**TASK DETAILS:** Which lines of the data below include the string "Effort"? Return each of them.

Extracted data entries
▼
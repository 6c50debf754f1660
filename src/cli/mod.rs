//! Command-line interface for zen
//!
//! The clap tree lives here; each command group is implemented in its own
//! submodule. One-shot commands load the data directory, run, and save
//! once. `zen shell` keeps a session open and saves through the debounced
//! writer.

use std::path::PathBuf;

use chrono::{DateTime, NaiveDate, Utc};
use clap::{Parser, Subcommand};
use tracing::error;

use crate::config::Config;
use crate::error::{Error, Result};
use crate::model::{Effort, NoteKind, Priority};
use crate::output::OutputOptions;
use crate::session::Session;
use crate::storage::{self, Storage, DATA_DIR_ENV};

mod export;
mod focus;
mod note;
mod project;
mod shell;
mod stats;
mod task;

/// zen - a personal task manager
///
/// Clients and their tasks, undo history, streaks, levels, achievements
/// and focus tracking.
#[derive(Parser, Debug)]
#[command(name = "zen")]
#[command(author, version, about, long_about = None)]
#[command(propagate_version = true)]
pub struct Cli {
    /// Data directory (defaults to the platform local data directory)
    #[arg(long, global = true, env = DATA_DIR_ENV)]
    pub data_dir: Option<PathBuf>,

    /// Output in JSON format
    #[arg(long, global = true)]
    pub json: bool,

    /// Suppress non-essential output
    #[arg(short, long, global = true)]
    pub quiet: bool,

    #[command(subcommand)]
    pub command: Commands,
}

#[derive(Subcommand, Debug)]
pub enum Commands {
    #[command(flatten)]
    Core(CoreCommand),

    /// Interactive session with undo/redo
    Shell,
}

/// Commands available both one-shot and inside `zen shell`.
#[derive(Subcommand, Debug)]
pub enum CoreCommand {
    /// Client (project) management
    #[command(subcommand)]
    Project(ProjectCommands),

    /// Task management
    #[command(subcommand)]
    Task(TaskCommands),

    /// Client notes and account notes
    #[command(subcommand)]
    Note(NoteCommands),

    /// Focus sessions
    #[command(subcommand)]
    Focus(FocusCommands),

    /// Completion counts, streaks and focus time
    Stats,

    /// Achievement progress and unlocks
    Achievements,

    /// Points and level
    Level,

    /// Productivity health score and recommendations
    Health,

    /// Remaining-work estimates
    Predict {
        /// Limit to one client
        project: Option<String>,
    },

    /// This week against last week
    Review,

    /// Per-day completions, points and focus time
    Daily {
        /// Number of days ending today
        #[arg(long, default_value_t = 7)]
        days: u32,
    },

    /// Write a dated JSON backup of every client and task
    Export {
        /// Output file or directory (defaults to the current directory)
        #[arg(long)]
        out: Option<PathBuf>,
    },
}

#[derive(Subcommand, Debug)]
pub enum ProjectCommands {
    /// Add a client
    Add {
        name: String,
        #[arg(long, default_value = "normal")]
        priority: Priority,
    },

    /// Remove a client and all of its tasks
    Rm { project: String },

    /// List clients
    List,

    /// Show a client with its progress and burndown
    Show { project: String },

    /// Change a client's priority
    Priority { project: String, priority: Priority },

    /// Rename a client
    Rename { project: String, name: String },

    /// Set the target completion date (YYYY-MM-DD, or "none")
    Target { project: String, date: String },
}

#[derive(Subcommand, Debug)]
pub enum TaskCommands {
    /// Add a task to one or more clients
    Add {
        title: String,

        /// Client id or name (repeatable)
        #[arg(short, long = "project", required_unless_present = "all")]
        projects: Vec<String>,

        /// Add to every client
        #[arg(long, conflicts_with = "projects")]
        all: bool,

        #[arg(long, default_value = "normal")]
        priority: Priority,

        #[arg(long, default_value = "medium")]
        effort: Effort,
    },

    /// Delete a task
    Rm { task: u64 },

    /// Toggle a task between done and open
    Done { task: u64 },

    /// Edit a task
    Edit {
        task: u64,
        #[arg(long)]
        title: Option<String>,
        #[arg(long)]
        priority: Option<Priority>,
        #[arg(long)]
        effort: Option<Effort>,
        /// Due date (YYYY-MM-DD, or "none")
        #[arg(long)]
        due: Option<String>,
    },

    /// Move a task to the position of another task in the same client
    Move {
        task: u64,
        #[arg(long)]
        to: u64,
    },

    /// Comment on a task
    Comment { task: u64, text: String },

    /// List tasks
    List {
        /// Client id or name
        #[arg(short, long)]
        project: Option<String>,

        /// Only open tasks
        #[arg(long, conflicts_with = "done")]
        open: bool,

        /// Only completed tasks
        #[arg(long)]
        done: bool,
    },
}

#[derive(Subcommand, Debug)]
pub enum NoteCommands {
    /// Add a note to a client
    Add {
        project: String,
        content: String,
        /// Account note instead of general note
        #[arg(long)]
        account: bool,
    },

    /// Replace a note's text
    Edit {
        project: String,
        note: u64,
        content: String,
        #[arg(long)]
        account: bool,
    },

    /// Delete a note
    Rm {
        project: String,
        note: u64,
        #[arg(long)]
        account: bool,
    },

    /// List a client's notes
    List {
        project: String,
        #[arg(long)]
        account: bool,
    },
}

#[derive(Subcommand, Debug)]
pub enum FocusCommands {
    /// Start a focus session
    Start {
        project: String,
        #[arg(long)]
        task: Option<u64>,
    },

    /// End a focus session (the running one by default)
    End {
        #[arg(long)]
        id: Option<u64>,
        /// Mark the session as completed
        #[arg(long)]
        completed: bool,
    },

    /// List focus sessions, newest first
    List {
        #[arg(long, default_value_t = 20)]
        limit: usize,
    },

    /// Suggest the best task to focus on next
    Next,
}

/// Loaded data directory plus the session built from it.
pub struct Context {
    pub storage: Storage,
    pub config: Config,
    pub session: Session,
    pub output: OutputOptions,
}

impl Context {
    pub fn open(data_dir: Option<PathBuf>, output: OutputOptions) -> Result<Self> {
        let data_dir = storage::resolve_data_dir(data_dir)?;
        std::fs::create_dir_all(&data_dir)?;
        let config = Config::load_from_dir(&data_dir);
        let storage = Storage::new(&data_dir, config.storage.clone());

        let report = storage.gateway().load(Utc::now());
        let session = Session::new(
            report.projects,
            storage.load_sessions(),
            storage.load_ledger(),
            config.history.max_entries,
        );
        Ok(Self {
            storage,
            config,
            session,
            output,
        })
    }

    /// Save the store synchronously when it changed. Failures are logged;
    /// the in-memory state stays authoritative.
    pub fn save_now(&mut self) {
        if !self.session.is_dirty() {
            return;
        }
        match self.storage.gateway().save(self.session.projects()) {
            Ok(_) => self.session.mark_clean(),
            Err(err) => {
                error!(error = %err, "failed to save store");
                if !self.output.quiet && !self.output.json {
                    eprintln!("warning: changes were not saved: {err}");
                }
            }
        }
    }

    pub fn save_sessions(&self) {
        if let Err(err) = self.storage.save_sessions(self.session.sessions()) {
            error!(error = %err, "failed to save focus sessions");
        }
    }

    /// Record achievements reached by the last command and announce them.
    pub fn refresh_achievements(&mut self, now: DateTime<Utc>) {
        let fresh = self.session.refresh_achievements(now);
        if fresh.is_empty() {
            return;
        }
        if let Err(err) = self.storage.save_ledger(self.session.ledger()) {
            error!(error = %err, "failed to save achievements");
        }
        if !self.output.quiet && !self.output.json {
            for achievement in fresh {
                eprintln!("Achievement unlocked: {} - {}", achievement.name, achievement.description);
            }
        }
    }
}

/// Run one command against an open context.
pub fn execute(ctx: &mut Context, command: CoreCommand, now: DateTime<Utc>) -> Result<()> {
    match command {
        CoreCommand::Project(cmd) => project::run(ctx, cmd, now),
        CoreCommand::Task(cmd) => task::run(ctx, cmd, now),
        CoreCommand::Note(cmd) => note::run(ctx, cmd, now),
        CoreCommand::Focus(cmd) => focus::run(ctx, cmd, now),
        CoreCommand::Stats => stats::run_stats(ctx, now),
        CoreCommand::Achievements => stats::run_achievements(ctx, now),
        CoreCommand::Level => stats::run_level(ctx, now),
        CoreCommand::Health => stats::run_health(ctx, now),
        CoreCommand::Predict { project } => stats::run_predict(ctx, project.as_deref(), now),
        CoreCommand::Review => stats::run_review(ctx, now),
        CoreCommand::Daily { days } => stats::run_daily(ctx, days, now),
        CoreCommand::Export { out } => export::run(ctx, out, now),
    }
}

impl Cli {
    /// Execute the CLI command
    pub fn run(self) -> Result<()> {
        let output = OutputOptions {
            json: self.json,
            quiet: self.quiet,
        };
        let ctx = Context::open(self.data_dir, output)?;
        match self.command {
            Commands::Shell => shell::run(ctx),
            Commands::Core(command) => {
                let mut ctx = ctx;
                let now = Utc::now();
                let result = execute(&mut ctx, command, now);
                ctx.refresh_achievements(now);
                ctx.save_now();
                result
            }
        }
    }
}

/// Resolve a client by numeric id or by case-insensitive name.
pub(crate) fn resolve_project(session: &Session, reference: &str) -> Result<u64> {
    let reference = reference.trim();
    if let Ok(id) = reference.parse::<u64>() {
        if session.store().project(id).is_some() {
            return Ok(id);
        }
    }
    let mut matches = session
        .projects()
        .iter()
        .filter(|project| project.name.eq_ignore_ascii_case(reference));
    match (matches.next(), matches.next()) {
        (Some(project), None) => Ok(project.id),
        (Some(_), Some(_)) => Err(Error::InvalidArgument(format!(
            "more than one client is named '{reference}'; use its id"
        ))),
        (None, _) => match reference.parse::<u64>() {
            Ok(id) => Err(Error::ProjectNotFound(id)),
            Err(_) => Err(Error::InvalidArgument(format!("no client named '{reference}'"))),
        },
    }
}

/// Find the client holding a task id.
pub(crate) fn locate_task(session: &Session, task_id: u64) -> Result<u64> {
    session
        .store()
        .tasks()
        .find(|(_, task)| task.id == task_id)
        .map(|(project, _)| project.id)
        .ok_or(Error::UnknownTask(task_id))
}

/// Parse `YYYY-MM-DD` (end of that day, UTC) or an RFC 3339 timestamp.
/// "none" means no date.
pub(crate) fn parse_date(raw: &str) -> Result<Option<DateTime<Utc>>> {
    let raw = raw.trim();
    if raw.is_empty() || raw.eq_ignore_ascii_case("none") {
        return Ok(None);
    }
    if let Ok(date) = NaiveDate::parse_from_str(raw, "%Y-%m-%d") {
        let end = date
            .and_hms_milli_opt(23, 59, 59, 999)
            .ok_or_else(|| Error::InvalidArgument(format!("invalid date '{raw}'")))?;
        return Ok(Some(end.and_utc()));
    }
    DateTime::parse_from_rfc3339(raw)
        .map(|dt| Some(dt.with_timezone(&Utc)))
        .map_err(|_| Error::InvalidArgument(format!("invalid date '{raw}' (expected YYYY-MM-DD)")))
}

pub(crate) fn note_kind(account: bool) -> NoteKind {
    if account {
        NoteKind::Account
    } else {
        NoteKind::Note
    }
}

pub(crate) fn format_date(date: Option<DateTime<Utc>>) -> String {
    date.map_or_else(|| "-".to_string(), |d| d.format("%Y-%m-%d").to_string())
}

#[cfg(test)]
mod tests {
    use super::*;
    use crate::gamification::AchievementLedger;
    use chrono::TimeZone;

    fn session() -> Session {
        let mut session = Session::new(Vec::new(), Vec::new(), AchievementLedger::default(), 50);
        let now = Utc.timestamp_millis_opt(1_000).unwrap();
        session.add_client("Acme", Priority::High, now).unwrap();
        session.add_client("acme", Priority::Low, now).unwrap();
        session.add_client("Globex", Priority::Low, now).unwrap();
        session
    }

    #[test]
    fn cli_parses_global_flags_after_subcommand() {
        let cli = Cli::try_parse_from(["zen", "task", "add", "Write", "-p", "Acme", "--json"]).unwrap();
        assert!(cli.json);
        match cli.command {
            Commands::Core(CoreCommand::Task(TaskCommands::Add { projects, priority, .. })) => {
                assert_eq!(projects, vec!["Acme".to_string()]);
                assert_eq!(priority, Priority::Normal);
            }
            other => panic!("unexpected command: {other:?}"),
        }
    }

    #[test]
    fn task_add_requires_a_target() {
        assert!(Cli::try_parse_from(["zen", "task", "add", "Write"]).is_err());
        assert!(Cli::try_parse_from(["zen", "task", "add", "Write", "--all"]).is_ok());
    }

    #[test]
    fn projects_resolve_by_id_or_unique_name() {
        let session = session();
        let globex = session.projects()[2].id;
        assert_eq!(resolve_project(&session, "globex").unwrap(), globex);
        assert_eq!(resolve_project(&session, &globex.to_string()).unwrap(), globex);
        assert!(matches!(
            resolve_project(&session, "ACME"),
            Err(Error::InvalidArgument(_))
        ));
        assert!(matches!(resolve_project(&session, "77"), Err(Error::ProjectNotFound(77))));
    }

    #[test]
    fn dates_parse_to_end_of_day() {
        let due = parse_date("2024-03-09").unwrap().unwrap();
        assert_eq!(due, Utc.with_ymd_and_hms(2024, 3, 9, 23, 59, 59).unwrap() + chrono::Duration::milliseconds(999));
        assert_eq!(parse_date("none").unwrap(), None);
        assert!(parse_date("next tuesday").is_err());
    }
}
▲
**ANSWER TO THE EXERCISE:**
use crate::model::{Effort, NoteKind, Priority};
        effort: Effort,
        effort: Option<Effort>,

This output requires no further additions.